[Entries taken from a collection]
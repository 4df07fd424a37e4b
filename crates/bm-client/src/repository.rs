//! Per-user event collections.
//!
//! A [`Repository`] reads and writes one collection (`feeds` or `diapers`)
//! under `users/{uid}/` using the session's id token. Writes do not touch any
//! local copy; callers reload with [`Repository::list_all`] afterwards.

use std::marker::PhantomData;

use bm_core::event::sort_newest_first;
use bm_core::{Entry, EventId, EventRecord, Session};
use serde_json::Value;

use crate::store::{RemoteStore, StoreError, check_key, error_message};

/// One user's collection of `T` records.
#[derive(Debug)]
pub struct Repository<'a, S, T> {
    store: &'a S,
    session: &'a Session,
    _record: PhantomData<fn() -> T>,
}

impl<'a, S: RemoteStore, T: EventRecord> Repository<'a, S, T> {
    pub const fn new(store: &'a S, session: &'a Session) -> Self {
        Self {
            store,
            session,
            _record: PhantomData,
        }
    }

    fn collection_path(&self) -> String {
        format!("users/{}/{}", self.session.local_id, T::COLLECTION)
    }

    fn entry_path(&self, id: &EventId) -> Result<String, StoreError> {
        check_key(id.as_str())?;
        Ok(format!("{}/{id}", self.collection_path()))
    }

    fn auth(&self) -> &str {
        &self.session.id_token
    }

    /// All records, most recent first.
    ///
    /// A missing collection is empty. Records that fail to decode are skipped.
    pub async fn list_all(&self) -> Result<Vec<Entry<T>>, StoreError> {
        let value = self.store.get(&self.collection_path(), self.auth()).await?;
        let mut entries = decode_collection::<T>(value)?;
        sort_newest_first(&mut entries);
        tracing::debug!(
            collection = T::COLLECTION,
            count = entries.len(),
            "listed collection"
        );
        Ok(entries)
    }

    /// [`Self::list_all`], logging any failure and returning an empty list.
    pub async fn list_all_or_empty(&self) -> Vec<Entry<T>> {
        match self.list_all().await {
            Ok(entries) => entries,
            Err(err) => {
                tracing::error!(collection = T::COLLECTION, error = %err, "failed to fetch");
                Vec::new()
            }
        }
    }

    /// Inserts a record and returns the id the store assigned.
    pub async fn create(&self, record: &T) -> Result<EventId, StoreError> {
        let body = encode(record)?;
        let key = self
            .store
            .push(&self.collection_path(), self.auth(), &body)
            .await?;
        let id = EventId::new(key).map_err(|err| StoreError::InvalidResponse(err.to_string()))?;
        tracing::debug!(collection = T::COLLECTION, %id, "created record");
        Ok(id)
    }

    /// Replaces the record at `id`.
    pub async fn update(&self, id: &EventId, record: &T) -> Result<(), StoreError> {
        let body = encode(record)?;
        self.store
            .put(&self.entry_path(id)?, self.auth(), &body)
            .await?;
        tracing::debug!(collection = T::COLLECTION, %id, "replaced record");
        Ok(())
    }

    /// Removes the record at `id`.
    pub async fn delete(&self, id: &EventId) -> Result<(), StoreError> {
        self.store.delete(&self.entry_path(id)?, self.auth()).await?;
        tracing::debug!(collection = T::COLLECTION, %id, "deleted record");
        Ok(())
    }
}

fn encode<T: EventRecord>(record: &T) -> Result<Value, StoreError> {
    serde_json::to_value(record).map_err(|err| StoreError::InvalidResponse(err.to_string()))
}

fn decode_entry<T: EventRecord>(key: String, value: Value) -> Option<Entry<T>> {
    let id = EventId::new(key).ok()?;
    match serde_json::from_value::<T>(value) {
        Ok(record) => Some(Entry::new(id, record)),
        Err(err) => {
            tracing::warn!(collection = T::COLLECTION, %id, error = %err, "skipping unreadable record");
            None
        }
    }
}

/// Turns a collection node into entries, in no particular order.
///
/// The store returns `null` for an empty collection and may return an array
/// when every key is a small integer.
fn decode_collection<T: EventRecord>(value: Value) -> Result<Vec<Entry<T>>, StoreError> {
    if let Some(message) = error_message(&value) {
        return Err(StoreError::Remote { message });
    }

    match value {
        Value::Null => Ok(Vec::new()),
        Value::Object(map) => Ok(map
            .into_iter()
            .filter_map(|(key, value)| decode_entry(key, value))
            .collect()),
        Value::Array(items) => Ok(items
            .into_iter()
            .enumerate()
            .filter(|(_, value)| !value.is_null())
            .filter_map(|(index, value)| decode_entry(index.to_string(), value))
            .collect()),
        other => Err(StoreError::InvalidResponse(format!(
            "expected a collection, got {other}"
        ))),
    }
}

■ Aim of the exercise: Search term "auth": return each line of the data that contains it.

■ Task response:
    fn auth(&self) -> &str {
        let value = self.store.get(&self.collection_path(), self.auth()).await?;
            .push(&self.collection_path(), self.auth(), &body)
            .put(&self.entry_path(id)?, self.auth(), &body)
        self.store.delete(&self.entry_path(id)?, self.auth()).await?;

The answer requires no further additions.